**WHAT IS BEING ASKED**
If a line of the records holds the word "DerelictKind", copy it out.

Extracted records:
------------------------------------------------------------

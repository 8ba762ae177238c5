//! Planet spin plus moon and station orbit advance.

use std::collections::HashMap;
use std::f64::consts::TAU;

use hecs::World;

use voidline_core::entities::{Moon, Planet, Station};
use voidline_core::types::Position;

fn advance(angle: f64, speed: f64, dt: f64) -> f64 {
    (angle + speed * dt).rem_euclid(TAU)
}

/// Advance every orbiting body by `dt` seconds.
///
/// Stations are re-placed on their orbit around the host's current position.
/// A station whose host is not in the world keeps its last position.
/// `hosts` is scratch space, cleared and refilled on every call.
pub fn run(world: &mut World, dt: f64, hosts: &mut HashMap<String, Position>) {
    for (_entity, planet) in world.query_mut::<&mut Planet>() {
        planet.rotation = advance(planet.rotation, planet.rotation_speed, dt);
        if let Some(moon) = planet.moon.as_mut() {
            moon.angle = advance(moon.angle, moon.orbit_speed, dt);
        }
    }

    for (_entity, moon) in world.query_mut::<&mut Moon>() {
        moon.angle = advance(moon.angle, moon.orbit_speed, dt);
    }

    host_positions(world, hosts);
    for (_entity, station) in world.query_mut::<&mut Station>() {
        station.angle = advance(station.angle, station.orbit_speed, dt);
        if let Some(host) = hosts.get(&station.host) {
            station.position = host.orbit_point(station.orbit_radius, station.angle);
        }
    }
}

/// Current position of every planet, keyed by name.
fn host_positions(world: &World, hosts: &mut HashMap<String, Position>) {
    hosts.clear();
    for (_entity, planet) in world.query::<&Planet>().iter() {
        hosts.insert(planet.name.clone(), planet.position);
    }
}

------------------------------------------------------------

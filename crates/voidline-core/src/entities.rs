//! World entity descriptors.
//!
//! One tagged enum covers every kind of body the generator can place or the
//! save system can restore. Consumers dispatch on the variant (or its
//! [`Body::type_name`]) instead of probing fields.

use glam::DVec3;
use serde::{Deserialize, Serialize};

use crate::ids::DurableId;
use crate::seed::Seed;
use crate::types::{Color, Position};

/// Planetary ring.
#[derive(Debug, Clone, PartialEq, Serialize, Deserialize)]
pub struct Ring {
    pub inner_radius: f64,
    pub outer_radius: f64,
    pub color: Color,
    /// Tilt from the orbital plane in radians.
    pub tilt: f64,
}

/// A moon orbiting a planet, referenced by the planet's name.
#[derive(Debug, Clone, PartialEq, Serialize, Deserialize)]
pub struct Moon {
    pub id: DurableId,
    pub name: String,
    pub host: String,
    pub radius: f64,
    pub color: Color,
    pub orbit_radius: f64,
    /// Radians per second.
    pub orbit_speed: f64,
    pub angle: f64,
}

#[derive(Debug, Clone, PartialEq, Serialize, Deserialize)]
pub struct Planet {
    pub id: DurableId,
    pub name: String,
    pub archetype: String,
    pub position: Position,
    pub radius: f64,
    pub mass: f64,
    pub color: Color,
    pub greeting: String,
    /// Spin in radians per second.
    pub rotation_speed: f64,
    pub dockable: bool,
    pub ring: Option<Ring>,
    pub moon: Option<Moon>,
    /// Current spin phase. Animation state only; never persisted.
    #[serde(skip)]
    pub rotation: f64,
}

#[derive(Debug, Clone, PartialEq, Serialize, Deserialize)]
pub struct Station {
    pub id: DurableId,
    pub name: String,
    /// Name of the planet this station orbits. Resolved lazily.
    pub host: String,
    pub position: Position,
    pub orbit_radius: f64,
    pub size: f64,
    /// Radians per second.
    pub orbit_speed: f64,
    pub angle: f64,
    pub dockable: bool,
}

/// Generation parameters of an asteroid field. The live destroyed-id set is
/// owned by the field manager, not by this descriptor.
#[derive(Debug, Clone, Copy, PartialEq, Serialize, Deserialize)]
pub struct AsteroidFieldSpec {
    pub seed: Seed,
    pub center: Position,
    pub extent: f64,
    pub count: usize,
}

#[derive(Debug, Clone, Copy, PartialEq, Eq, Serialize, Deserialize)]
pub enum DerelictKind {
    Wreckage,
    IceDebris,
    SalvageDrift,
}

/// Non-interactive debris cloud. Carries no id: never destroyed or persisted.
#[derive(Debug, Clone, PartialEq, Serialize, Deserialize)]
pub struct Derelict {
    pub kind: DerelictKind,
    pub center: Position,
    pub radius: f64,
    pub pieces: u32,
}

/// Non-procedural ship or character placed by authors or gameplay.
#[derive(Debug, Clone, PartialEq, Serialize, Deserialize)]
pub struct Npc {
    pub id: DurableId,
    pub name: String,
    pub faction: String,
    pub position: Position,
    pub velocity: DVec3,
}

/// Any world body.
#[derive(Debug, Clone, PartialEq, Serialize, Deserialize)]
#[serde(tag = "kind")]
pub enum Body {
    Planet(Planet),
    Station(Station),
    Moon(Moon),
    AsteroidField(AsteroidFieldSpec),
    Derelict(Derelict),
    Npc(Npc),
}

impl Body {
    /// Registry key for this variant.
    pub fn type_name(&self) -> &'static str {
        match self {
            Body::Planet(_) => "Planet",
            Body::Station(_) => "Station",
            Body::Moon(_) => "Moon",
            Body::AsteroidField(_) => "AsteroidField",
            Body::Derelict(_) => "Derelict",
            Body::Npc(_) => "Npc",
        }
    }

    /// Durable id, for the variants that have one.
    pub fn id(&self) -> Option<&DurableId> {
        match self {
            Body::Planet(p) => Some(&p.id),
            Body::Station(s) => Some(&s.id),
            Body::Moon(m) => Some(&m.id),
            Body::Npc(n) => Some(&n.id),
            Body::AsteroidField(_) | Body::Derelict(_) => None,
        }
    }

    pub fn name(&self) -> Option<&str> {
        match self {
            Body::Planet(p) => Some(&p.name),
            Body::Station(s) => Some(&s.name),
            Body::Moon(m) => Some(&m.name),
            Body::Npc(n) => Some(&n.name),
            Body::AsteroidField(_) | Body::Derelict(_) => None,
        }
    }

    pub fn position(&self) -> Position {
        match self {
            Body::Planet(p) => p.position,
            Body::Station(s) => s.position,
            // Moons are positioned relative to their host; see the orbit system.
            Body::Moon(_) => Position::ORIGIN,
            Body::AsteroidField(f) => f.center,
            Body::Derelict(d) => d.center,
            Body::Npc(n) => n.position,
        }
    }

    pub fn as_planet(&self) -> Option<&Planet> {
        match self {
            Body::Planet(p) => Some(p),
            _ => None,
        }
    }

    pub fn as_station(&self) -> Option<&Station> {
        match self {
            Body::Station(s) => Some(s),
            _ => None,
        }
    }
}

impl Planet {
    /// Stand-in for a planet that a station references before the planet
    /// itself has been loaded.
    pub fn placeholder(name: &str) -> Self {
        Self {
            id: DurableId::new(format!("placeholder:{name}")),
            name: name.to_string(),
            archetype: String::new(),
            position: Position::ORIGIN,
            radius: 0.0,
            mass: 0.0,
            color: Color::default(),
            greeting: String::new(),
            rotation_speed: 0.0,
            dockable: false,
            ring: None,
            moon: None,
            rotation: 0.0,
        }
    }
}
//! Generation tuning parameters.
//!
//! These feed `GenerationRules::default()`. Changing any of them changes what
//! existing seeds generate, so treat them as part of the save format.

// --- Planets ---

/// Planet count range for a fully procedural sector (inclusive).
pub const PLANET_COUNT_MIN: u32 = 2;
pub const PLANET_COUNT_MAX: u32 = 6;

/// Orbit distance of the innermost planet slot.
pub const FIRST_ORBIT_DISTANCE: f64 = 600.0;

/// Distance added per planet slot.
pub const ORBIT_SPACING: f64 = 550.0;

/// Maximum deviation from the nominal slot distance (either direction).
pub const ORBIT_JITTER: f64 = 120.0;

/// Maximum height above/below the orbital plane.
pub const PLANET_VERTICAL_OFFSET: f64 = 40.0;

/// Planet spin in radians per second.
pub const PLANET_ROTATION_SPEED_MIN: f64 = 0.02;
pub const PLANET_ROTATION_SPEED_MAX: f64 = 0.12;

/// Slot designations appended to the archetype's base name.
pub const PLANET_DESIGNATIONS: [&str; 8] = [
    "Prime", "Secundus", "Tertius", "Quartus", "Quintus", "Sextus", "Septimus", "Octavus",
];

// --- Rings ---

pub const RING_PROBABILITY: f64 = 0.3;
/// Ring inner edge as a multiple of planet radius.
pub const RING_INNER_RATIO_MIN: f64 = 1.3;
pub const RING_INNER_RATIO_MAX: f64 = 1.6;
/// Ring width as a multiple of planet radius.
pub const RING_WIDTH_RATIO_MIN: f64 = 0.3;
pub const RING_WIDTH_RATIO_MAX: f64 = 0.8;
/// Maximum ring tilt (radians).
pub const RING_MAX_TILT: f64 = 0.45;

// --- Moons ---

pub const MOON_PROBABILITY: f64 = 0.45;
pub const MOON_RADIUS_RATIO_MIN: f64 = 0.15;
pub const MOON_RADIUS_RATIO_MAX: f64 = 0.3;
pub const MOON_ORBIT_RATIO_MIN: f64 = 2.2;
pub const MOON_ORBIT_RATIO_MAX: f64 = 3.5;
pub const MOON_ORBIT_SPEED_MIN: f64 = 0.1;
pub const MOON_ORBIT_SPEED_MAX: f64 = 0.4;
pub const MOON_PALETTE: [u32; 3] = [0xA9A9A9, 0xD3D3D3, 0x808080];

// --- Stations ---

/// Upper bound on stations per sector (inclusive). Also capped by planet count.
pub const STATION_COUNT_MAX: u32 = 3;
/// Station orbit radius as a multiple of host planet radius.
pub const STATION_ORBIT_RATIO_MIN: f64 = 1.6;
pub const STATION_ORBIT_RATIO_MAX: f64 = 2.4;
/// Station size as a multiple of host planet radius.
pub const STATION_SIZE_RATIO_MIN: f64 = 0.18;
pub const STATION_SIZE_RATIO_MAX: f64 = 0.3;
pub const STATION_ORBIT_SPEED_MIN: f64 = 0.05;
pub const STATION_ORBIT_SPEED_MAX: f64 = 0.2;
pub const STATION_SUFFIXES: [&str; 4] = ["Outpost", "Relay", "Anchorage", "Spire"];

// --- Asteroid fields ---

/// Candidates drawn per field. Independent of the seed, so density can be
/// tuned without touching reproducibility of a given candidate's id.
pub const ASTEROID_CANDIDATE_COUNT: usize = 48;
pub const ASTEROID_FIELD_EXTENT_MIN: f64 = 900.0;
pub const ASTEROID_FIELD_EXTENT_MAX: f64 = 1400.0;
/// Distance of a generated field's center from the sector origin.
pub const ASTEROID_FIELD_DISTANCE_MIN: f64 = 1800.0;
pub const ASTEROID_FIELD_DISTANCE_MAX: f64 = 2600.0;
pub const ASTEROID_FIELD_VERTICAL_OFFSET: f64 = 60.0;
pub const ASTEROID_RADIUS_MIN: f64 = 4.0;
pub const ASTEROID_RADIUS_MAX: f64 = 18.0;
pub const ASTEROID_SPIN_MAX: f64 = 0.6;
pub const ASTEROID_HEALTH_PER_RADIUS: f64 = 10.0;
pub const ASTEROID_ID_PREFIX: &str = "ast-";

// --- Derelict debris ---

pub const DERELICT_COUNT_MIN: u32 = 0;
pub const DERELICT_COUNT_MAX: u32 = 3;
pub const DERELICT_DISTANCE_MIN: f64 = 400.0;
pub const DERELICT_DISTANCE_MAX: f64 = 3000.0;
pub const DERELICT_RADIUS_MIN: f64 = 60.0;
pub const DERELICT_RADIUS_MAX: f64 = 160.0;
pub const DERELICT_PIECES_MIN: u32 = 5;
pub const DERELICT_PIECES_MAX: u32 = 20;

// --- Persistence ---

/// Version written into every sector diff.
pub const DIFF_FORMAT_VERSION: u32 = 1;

------------------------------------------------------------

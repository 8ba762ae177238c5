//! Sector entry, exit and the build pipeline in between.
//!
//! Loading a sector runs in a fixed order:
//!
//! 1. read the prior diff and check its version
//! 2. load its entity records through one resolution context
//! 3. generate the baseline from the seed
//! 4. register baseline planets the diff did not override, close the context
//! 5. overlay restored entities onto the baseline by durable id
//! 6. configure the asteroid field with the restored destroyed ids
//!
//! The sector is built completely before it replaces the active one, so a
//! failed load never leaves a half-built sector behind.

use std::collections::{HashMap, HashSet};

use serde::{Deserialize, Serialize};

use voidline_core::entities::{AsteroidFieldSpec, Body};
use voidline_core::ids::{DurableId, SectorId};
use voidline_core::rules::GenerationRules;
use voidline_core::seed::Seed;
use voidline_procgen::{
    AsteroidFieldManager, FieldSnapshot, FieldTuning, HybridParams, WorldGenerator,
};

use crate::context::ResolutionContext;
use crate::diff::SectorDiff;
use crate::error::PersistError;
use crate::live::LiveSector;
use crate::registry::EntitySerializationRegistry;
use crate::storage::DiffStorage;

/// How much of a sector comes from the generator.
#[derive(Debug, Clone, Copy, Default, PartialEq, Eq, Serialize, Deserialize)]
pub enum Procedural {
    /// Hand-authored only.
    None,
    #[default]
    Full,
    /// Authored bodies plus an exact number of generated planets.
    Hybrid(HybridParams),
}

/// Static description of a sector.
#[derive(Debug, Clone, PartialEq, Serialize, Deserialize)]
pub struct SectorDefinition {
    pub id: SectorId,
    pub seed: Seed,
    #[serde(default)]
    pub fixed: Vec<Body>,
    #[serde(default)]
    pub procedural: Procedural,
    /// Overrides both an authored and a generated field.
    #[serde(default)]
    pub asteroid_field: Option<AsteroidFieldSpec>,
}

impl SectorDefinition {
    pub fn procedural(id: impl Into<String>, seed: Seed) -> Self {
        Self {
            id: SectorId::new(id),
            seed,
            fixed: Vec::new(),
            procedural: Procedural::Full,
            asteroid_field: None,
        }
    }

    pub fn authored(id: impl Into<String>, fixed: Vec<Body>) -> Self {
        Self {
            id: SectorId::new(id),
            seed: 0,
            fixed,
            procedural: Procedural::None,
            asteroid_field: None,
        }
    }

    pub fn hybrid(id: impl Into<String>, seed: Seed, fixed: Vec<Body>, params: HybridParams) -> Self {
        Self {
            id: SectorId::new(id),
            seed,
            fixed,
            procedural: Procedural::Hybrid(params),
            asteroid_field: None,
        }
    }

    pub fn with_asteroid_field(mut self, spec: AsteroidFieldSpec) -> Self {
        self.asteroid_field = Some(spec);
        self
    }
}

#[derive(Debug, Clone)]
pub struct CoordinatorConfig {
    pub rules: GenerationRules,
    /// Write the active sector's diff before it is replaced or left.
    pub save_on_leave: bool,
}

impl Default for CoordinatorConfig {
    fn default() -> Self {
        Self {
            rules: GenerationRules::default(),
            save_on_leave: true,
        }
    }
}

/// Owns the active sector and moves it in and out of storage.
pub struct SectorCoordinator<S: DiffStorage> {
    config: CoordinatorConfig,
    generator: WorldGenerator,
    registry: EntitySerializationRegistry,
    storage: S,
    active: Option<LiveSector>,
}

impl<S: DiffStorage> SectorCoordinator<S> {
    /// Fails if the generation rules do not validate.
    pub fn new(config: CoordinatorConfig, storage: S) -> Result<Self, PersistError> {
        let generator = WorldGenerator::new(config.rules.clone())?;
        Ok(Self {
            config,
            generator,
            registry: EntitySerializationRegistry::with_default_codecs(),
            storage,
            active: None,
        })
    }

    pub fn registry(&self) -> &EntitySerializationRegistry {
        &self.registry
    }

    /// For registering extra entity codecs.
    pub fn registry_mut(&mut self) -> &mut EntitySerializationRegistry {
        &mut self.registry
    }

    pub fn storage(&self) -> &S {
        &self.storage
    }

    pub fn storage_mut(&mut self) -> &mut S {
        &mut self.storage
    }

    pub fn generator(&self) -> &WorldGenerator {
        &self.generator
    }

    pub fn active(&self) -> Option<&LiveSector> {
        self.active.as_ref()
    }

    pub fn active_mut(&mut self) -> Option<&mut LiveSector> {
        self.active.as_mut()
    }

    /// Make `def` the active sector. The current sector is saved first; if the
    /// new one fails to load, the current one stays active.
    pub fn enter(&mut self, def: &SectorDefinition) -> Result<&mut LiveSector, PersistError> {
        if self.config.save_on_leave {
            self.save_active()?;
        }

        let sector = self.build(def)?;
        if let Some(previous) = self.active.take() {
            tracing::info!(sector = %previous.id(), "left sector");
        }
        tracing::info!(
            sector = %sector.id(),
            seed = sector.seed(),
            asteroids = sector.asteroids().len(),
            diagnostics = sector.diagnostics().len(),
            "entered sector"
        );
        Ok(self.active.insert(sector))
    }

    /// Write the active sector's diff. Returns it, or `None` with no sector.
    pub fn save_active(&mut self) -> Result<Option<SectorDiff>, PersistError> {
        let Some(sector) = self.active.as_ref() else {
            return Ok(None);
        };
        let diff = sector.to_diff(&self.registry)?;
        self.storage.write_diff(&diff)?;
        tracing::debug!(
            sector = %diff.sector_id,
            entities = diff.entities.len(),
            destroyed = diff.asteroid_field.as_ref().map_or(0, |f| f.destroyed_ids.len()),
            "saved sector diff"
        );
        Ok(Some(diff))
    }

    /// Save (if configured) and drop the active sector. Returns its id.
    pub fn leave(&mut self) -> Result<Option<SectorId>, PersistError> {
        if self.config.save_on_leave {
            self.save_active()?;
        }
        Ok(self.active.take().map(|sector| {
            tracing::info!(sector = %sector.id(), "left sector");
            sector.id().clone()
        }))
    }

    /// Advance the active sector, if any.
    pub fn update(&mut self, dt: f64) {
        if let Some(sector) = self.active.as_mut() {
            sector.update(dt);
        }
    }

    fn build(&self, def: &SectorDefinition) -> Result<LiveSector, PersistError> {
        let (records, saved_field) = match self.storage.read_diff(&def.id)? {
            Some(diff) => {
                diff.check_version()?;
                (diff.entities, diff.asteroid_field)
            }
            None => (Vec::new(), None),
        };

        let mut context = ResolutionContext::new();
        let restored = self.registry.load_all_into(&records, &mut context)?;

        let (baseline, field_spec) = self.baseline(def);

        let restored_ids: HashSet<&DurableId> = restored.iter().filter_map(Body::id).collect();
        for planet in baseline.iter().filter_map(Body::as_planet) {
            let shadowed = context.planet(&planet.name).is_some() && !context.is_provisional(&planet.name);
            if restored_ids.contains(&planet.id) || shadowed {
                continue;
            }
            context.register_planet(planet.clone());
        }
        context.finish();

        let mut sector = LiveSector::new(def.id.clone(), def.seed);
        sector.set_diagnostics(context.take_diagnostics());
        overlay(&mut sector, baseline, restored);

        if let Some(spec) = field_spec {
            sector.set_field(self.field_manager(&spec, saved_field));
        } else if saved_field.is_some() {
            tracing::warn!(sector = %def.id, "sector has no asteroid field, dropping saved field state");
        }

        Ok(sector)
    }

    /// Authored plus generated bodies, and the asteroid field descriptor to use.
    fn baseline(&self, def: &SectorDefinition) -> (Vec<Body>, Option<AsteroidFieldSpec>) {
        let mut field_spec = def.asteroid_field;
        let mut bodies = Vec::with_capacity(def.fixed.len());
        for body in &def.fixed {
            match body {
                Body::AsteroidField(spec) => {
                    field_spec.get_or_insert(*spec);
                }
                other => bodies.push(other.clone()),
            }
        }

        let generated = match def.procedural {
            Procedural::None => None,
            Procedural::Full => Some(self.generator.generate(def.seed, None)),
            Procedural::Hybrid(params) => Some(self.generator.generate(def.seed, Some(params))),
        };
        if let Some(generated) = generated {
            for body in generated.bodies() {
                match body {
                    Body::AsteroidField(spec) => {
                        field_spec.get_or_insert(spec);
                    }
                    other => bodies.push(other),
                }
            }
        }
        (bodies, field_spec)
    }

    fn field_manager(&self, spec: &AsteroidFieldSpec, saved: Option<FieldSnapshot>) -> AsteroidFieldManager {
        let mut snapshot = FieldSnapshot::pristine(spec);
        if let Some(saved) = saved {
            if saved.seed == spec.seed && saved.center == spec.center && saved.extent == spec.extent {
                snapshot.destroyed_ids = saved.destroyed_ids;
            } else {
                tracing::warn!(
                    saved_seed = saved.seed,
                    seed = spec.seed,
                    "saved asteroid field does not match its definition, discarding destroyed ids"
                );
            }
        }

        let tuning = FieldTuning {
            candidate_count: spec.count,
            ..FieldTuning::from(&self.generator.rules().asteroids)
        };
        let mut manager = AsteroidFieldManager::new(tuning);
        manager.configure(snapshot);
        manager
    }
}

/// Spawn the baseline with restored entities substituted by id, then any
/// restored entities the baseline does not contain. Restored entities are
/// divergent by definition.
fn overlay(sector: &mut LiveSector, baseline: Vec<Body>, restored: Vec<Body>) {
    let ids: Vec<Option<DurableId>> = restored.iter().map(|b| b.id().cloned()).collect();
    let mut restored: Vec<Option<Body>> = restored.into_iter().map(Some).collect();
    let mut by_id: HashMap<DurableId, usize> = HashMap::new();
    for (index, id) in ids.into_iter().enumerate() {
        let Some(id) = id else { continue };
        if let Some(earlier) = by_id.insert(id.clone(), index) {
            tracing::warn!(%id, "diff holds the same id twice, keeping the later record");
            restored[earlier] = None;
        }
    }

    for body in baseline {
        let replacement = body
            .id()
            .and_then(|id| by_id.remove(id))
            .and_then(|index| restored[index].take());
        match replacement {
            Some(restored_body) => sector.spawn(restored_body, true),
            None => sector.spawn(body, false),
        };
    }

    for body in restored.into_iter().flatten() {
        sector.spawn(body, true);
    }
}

------------------------------------------------------------

**RESPONSE TO THE TASK**
pub enum DerelictKind {
    pub kind: DerelictKind,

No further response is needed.